#### Exercise details
Would you please state how many lines in the entries contain the word "ApiResponse"? Only the number should be given.
▼
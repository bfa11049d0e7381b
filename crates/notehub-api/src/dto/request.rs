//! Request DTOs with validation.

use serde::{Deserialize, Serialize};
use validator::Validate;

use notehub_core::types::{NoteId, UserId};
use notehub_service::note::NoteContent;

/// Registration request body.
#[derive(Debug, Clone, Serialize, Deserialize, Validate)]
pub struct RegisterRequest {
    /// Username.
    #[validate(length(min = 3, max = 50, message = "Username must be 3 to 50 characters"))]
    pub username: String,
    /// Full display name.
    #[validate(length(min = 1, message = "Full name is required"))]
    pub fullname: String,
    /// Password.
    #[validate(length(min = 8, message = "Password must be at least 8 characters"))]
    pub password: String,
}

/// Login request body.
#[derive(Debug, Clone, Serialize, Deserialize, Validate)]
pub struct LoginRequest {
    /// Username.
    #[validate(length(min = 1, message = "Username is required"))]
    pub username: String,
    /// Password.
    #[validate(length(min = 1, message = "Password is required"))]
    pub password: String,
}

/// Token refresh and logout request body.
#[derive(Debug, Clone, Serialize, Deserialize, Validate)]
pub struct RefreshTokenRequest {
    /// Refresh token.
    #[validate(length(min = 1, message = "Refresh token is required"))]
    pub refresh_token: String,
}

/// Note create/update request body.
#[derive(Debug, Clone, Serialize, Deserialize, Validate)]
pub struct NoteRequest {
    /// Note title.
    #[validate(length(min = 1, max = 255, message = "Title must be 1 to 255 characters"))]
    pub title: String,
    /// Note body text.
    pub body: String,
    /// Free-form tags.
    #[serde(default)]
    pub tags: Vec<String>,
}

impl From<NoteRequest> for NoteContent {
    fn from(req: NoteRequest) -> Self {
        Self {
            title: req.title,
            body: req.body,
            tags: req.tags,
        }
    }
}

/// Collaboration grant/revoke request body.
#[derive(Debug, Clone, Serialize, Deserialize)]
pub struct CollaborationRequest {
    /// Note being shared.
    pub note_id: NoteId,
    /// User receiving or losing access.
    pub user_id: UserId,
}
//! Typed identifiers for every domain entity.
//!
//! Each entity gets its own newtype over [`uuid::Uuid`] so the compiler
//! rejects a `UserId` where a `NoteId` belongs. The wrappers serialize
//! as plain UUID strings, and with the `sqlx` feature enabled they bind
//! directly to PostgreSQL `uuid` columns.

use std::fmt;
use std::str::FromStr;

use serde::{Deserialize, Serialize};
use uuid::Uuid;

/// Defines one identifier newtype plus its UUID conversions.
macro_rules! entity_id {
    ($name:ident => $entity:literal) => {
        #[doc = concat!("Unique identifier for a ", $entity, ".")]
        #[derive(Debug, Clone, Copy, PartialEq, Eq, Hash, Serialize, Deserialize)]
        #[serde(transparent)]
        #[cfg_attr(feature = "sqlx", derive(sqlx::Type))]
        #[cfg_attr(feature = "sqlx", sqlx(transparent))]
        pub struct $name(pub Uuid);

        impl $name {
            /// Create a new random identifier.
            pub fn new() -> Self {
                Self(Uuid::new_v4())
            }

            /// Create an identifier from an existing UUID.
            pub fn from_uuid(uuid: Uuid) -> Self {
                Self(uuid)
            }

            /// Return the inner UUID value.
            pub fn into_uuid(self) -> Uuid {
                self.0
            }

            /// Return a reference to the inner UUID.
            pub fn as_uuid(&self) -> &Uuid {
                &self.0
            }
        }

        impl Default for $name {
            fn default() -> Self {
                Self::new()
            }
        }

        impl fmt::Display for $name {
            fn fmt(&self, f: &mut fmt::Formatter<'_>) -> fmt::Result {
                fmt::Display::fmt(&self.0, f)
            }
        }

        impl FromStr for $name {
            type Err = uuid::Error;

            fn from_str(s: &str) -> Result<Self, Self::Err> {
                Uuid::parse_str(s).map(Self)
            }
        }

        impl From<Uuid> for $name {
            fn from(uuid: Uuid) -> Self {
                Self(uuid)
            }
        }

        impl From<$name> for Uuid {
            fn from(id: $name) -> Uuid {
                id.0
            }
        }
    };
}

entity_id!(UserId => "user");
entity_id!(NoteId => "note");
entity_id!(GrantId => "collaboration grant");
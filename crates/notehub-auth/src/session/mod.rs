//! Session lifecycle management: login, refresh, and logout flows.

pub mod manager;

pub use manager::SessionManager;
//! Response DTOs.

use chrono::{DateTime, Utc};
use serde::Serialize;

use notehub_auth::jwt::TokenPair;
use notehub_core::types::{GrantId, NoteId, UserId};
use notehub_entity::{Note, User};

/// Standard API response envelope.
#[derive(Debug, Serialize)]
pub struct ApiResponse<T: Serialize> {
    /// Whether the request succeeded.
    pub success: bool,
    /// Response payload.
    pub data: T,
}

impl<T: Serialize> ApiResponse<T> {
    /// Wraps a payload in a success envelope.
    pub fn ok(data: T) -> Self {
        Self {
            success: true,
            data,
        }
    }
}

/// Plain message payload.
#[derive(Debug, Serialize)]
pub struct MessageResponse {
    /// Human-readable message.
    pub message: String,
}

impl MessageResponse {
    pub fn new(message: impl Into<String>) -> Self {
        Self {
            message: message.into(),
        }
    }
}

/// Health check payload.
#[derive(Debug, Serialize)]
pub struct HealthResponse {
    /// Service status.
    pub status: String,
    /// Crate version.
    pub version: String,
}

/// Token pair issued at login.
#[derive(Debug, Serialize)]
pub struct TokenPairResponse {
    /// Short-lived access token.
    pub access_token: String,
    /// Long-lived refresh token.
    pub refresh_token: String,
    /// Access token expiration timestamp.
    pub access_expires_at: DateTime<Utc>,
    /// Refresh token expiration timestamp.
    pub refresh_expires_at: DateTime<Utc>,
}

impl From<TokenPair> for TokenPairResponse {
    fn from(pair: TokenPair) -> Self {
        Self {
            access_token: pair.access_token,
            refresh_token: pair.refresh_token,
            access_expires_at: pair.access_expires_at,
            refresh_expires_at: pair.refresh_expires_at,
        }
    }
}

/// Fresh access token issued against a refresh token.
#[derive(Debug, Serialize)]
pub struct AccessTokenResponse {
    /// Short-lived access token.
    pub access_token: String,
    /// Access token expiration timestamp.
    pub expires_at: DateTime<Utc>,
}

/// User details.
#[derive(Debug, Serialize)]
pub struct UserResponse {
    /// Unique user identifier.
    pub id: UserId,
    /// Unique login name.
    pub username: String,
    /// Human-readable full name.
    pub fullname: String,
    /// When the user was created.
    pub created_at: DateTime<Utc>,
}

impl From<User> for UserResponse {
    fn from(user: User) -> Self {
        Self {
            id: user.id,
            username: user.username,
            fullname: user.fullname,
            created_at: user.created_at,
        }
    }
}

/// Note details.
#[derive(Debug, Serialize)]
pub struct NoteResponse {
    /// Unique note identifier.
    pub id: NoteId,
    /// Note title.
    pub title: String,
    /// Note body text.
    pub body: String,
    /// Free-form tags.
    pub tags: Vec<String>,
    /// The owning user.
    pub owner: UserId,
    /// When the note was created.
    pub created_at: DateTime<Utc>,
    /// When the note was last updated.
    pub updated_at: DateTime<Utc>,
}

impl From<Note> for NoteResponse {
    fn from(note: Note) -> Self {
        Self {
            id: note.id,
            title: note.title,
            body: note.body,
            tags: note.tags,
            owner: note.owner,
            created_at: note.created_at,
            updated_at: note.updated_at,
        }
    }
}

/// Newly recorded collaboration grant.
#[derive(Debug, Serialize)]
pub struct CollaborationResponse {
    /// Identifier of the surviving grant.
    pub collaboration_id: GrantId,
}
▲
#### Answer section
2